---------- INFORMATION GIVEN

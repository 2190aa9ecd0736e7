//! Players and per-player data storage.
//!
//! ## PlayerId
//!
//! Type-safe player identifier supporting 1-255 players.
//!
//! ## PlayerMap
//!
//! Per-player storage backed by `Vec` for O(1) access, indexed by `PlayerId`.
//!
//! ## Player
//!
//! The game-state side of a player: life, mana pool, whether they are still
//! in the game. Decisions are made by a separate `Decider`.

use serde::{Deserialize, Serialize};
use std::ops::{Index, IndexMut};

use crate::mana::ManaPool;

/// Player identifier supporting 1-255 players.
///
/// Player indices are 0-based: the first player is `PlayerId(0)`.
#[derive(Clone, Copy, Debug, PartialEq, Eq, PartialOrd, Ord, Hash, Serialize, Deserialize)]
pub struct PlayerId(pub u8);

impl PlayerId {
    /// Create a new player ID.
    #[must_use]
    pub const fn new(id: u8) -> Self {
        Self(id)
    }

    /// Get the raw player index (0-based).
    #[must_use]
    pub const fn index(self) -> usize {
        self.0 as usize
    }

    /// Iterate over all player IDs for a game with `player_count` players.
    pub fn all(player_count: usize) -> impl Iterator<Item = PlayerId> {
        (0..player_count as u8).map(PlayerId)
    }
}

impl std::fmt::Display for PlayerId {
    fn fmt(&self, f: &mut std::fmt::Formatter<'_>) -> std::fmt::Result {
        write!(f, "Player {}", self.0)
    }
}

/// Per-player data storage with O(1) access.
///
/// ```
/// use ccg_rules::core::{PlayerId, PlayerMap};
///
/// let mut life: PlayerMap<i32> = PlayerMap::new(4, |_| 20);
/// life[PlayerId::new(1)] -= 3;
/// assert_eq!(life[PlayerId::new(1)], 17);
/// ```
#[derive(Clone, Debug, PartialEq, Eq, Hash, Serialize, Deserialize)]
pub struct PlayerMap<T> {
    data: Vec<T>,
}

impl<T> PlayerMap<T> {
    /// Create a new PlayerMap with values from a factory function.
    pub fn new(player_count: usize, factory: impl Fn(PlayerId) -> T) -> Self {
        assert!(player_count > 0, "Must have at least 1 player");
        assert!(player_count <= 255, "At most 255 players supported");

        let data = (0..player_count as u8)
            .map(|i| factory(PlayerId(i)))
            .collect();

        Self { data }
    }

    /// Create a new PlayerMap with all entries set to the same value.
    pub fn with_value(player_count: usize, value: T) -> Self
    where
        T: Clone,
    {
        Self::new(player_count, |_| value.clone())
    }

    /// Number of players.
    #[must_use]
    pub fn player_count(&self) -> usize {
        self.data.len()
    }

    /// Get a player's entry, or `None` if the id is out of range.
    #[must_use]
    pub fn get(&self, player: PlayerId) -> Option<&T> {
        self.data.get(player.index())
    }

    /// Get a mutable player entry, or `None` if the id is out of range.
    pub fn get_mut(&mut self, player: PlayerId) -> Option<&mut T> {
        self.data.get_mut(player.index())
    }

    /// Iterate over (PlayerId, &T) pairs.
    pub fn iter(&self) -> impl Iterator<Item = (PlayerId, &T)> {
        self.data
            .iter()
            .enumerate()
            .map(|(i, v)| (PlayerId(i as u8), v))
    }

    /// Iterate over (PlayerId, &mut T) pairs.
    pub fn iter_mut(&mut self) -> impl Iterator<Item = (PlayerId, &mut T)> {
        self.data
            .iter_mut()
            .enumerate()
            .map(|(i, v)| (PlayerId(i as u8), v))
    }

    /// Iterate over all player IDs.
    pub fn player_ids(&self) -> impl Iterator<Item = PlayerId> {
        (0..self.data.len() as u8).map(PlayerId)
    }
}

impl<T> Index<PlayerId> for PlayerMap<T> {
    type Output = T;

    fn index(&self, player: PlayerId) -> &Self::Output {
        &self.data[player.index()]
    }
}

impl<T> IndexMut<PlayerId> for PlayerMap<T> {
    fn index_mut(&mut self, player: PlayerId) -> &mut Self::Output {
        &mut self.data[player.index()]
    }
}

/// A player's game state.
#[derive(Clone, Debug, PartialEq, Eq, Serialize, Deserialize)]
pub struct Player {
    pub id: PlayerId,
    pub life: i32,
    /// False once the player has lost or conceded. Such players can no longer
    /// be resolved as opponents or effect targets.
    pub in_game: bool,
    pub mana_pool: ManaPool,
}

impl Player {
    #[must_use]
    pub fn new(id: PlayerId, life: i32) -> Self {
        Self {
            id,
            life,
            in_game: true,
            mana_pool: ManaPool::default(),
        }
    }

    /// Remove the player from the game.
    pub fn leave(&mut self) {
        self.in_game = false;
        self.mana_pool.clear();
    }
}
//! Murk Strider {3}{U}
//! Creature: Eldrazi Processor 3/2
//!
//! Devoid
//!
//! When Murk Strider enters the battlefield, you may put a card an opponent
//! owns from exile into that player's graveyard. If you do, return target
//! creature to its owner's hand.

use tracing::debug;

use crate::abilities::Ability;
use crate::cards::{CardDefinition, CardId, CardType};
use crate::core::{EngineResult, Zone};
use crate::effects::{
    BecomesColorlessSourceEffect, Effect, EffectBase, Outcome, ReturnToHandTargetEffect, Target,
};
use crate::filter::{Filter, FilterContext, Predicate, TargetController};
use crate::rules::Game;
use crate::triggers::EntersBattlefieldTrigger;

pub const MURK_STRIDER: CardId = CardId::new(101);

#[must_use]
pub fn murk_strider() -> CardDefinition {
    CardDefinition::new(MURK_STRIDER, "Murk Strider", [CardType::Creature])
        .with_mana_cost("{3}{U}")
        .with_subtypes(["Eldrazi", "Processor"])
        .with_power_toughness(3, 2)
        .with_ability(Ability::static_ability(BecomesColorlessSourceEffect))
        .with_ability(
            Ability::optional_triggered(EntersBattlefieldTrigger, MurkStriderEffect::new())
                .with_target(Target::creature()),
        )
}

/// Process a card an opponent owns from exile; if you do, bounce the
/// ability's target creature.
#[derive(Clone, Debug)]
pub struct MurkStriderEffect {
    base: EffectBase,
}

impl MurkStriderEffect {
    #[must_use]
    pub fn new() -> Self {
        Self {
            base: EffectBase::new(
                Outcome::Discard,
                "put a card an opponent owns from exile into that player's graveyard. \
                 If you do, return target creature to its owner's hand",
            ),
        }
    }
}

impl Default for MurkStriderEffect {
    fn default() -> Self {
        Self::new()
    }
}

impl Effect for MurkStriderEffect {
    fn base(&self) -> &EffectBase {
        &self.base
    }

    fn base_mut(&mut self) -> &mut EffectBase {
        &mut self.base
    }

    fn apply(&self, game: &mut Game, source: &Ability) -> EngineResult<bool> {
        let Some(controller) = game.state.player(source.controller_id).map(|p| p.id) else {
            return Ok(false);
        };

        let mut exiled = Target::card_in_exile(
            1,
            1,
            Filter::card("card an opponent owns from exile").with(Predicate::Owner(TargetController::Opponent)),
        );
        if !exiled.can_choose(&FilterContext::of(source), &game.state)
            || !game.choose_target(controller, self.outcome(), &mut exiled, source)
        {
            return Ok(true);
        }

        for &card in exiled.chosen() {
            game.move_card(card, Zone::Graveyard)?;
            debug!(%card, "processed from exile");
        }
        ReturnToHandTargetEffect::new().apply(game, source)
    }

    fn clone_box(&self) -> Box<dyn Effect> {
        Box::new(self.clone())
    }
}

--------------------

### YOUR INSTRUCTIONS
If a line in the listing contains the string "entry", copy it.

### FINISHED TASK
    /// Get a player's entry, or `None` if the id is out of range.
    /// Get a mutable player entry, or `None` if the id is out of range.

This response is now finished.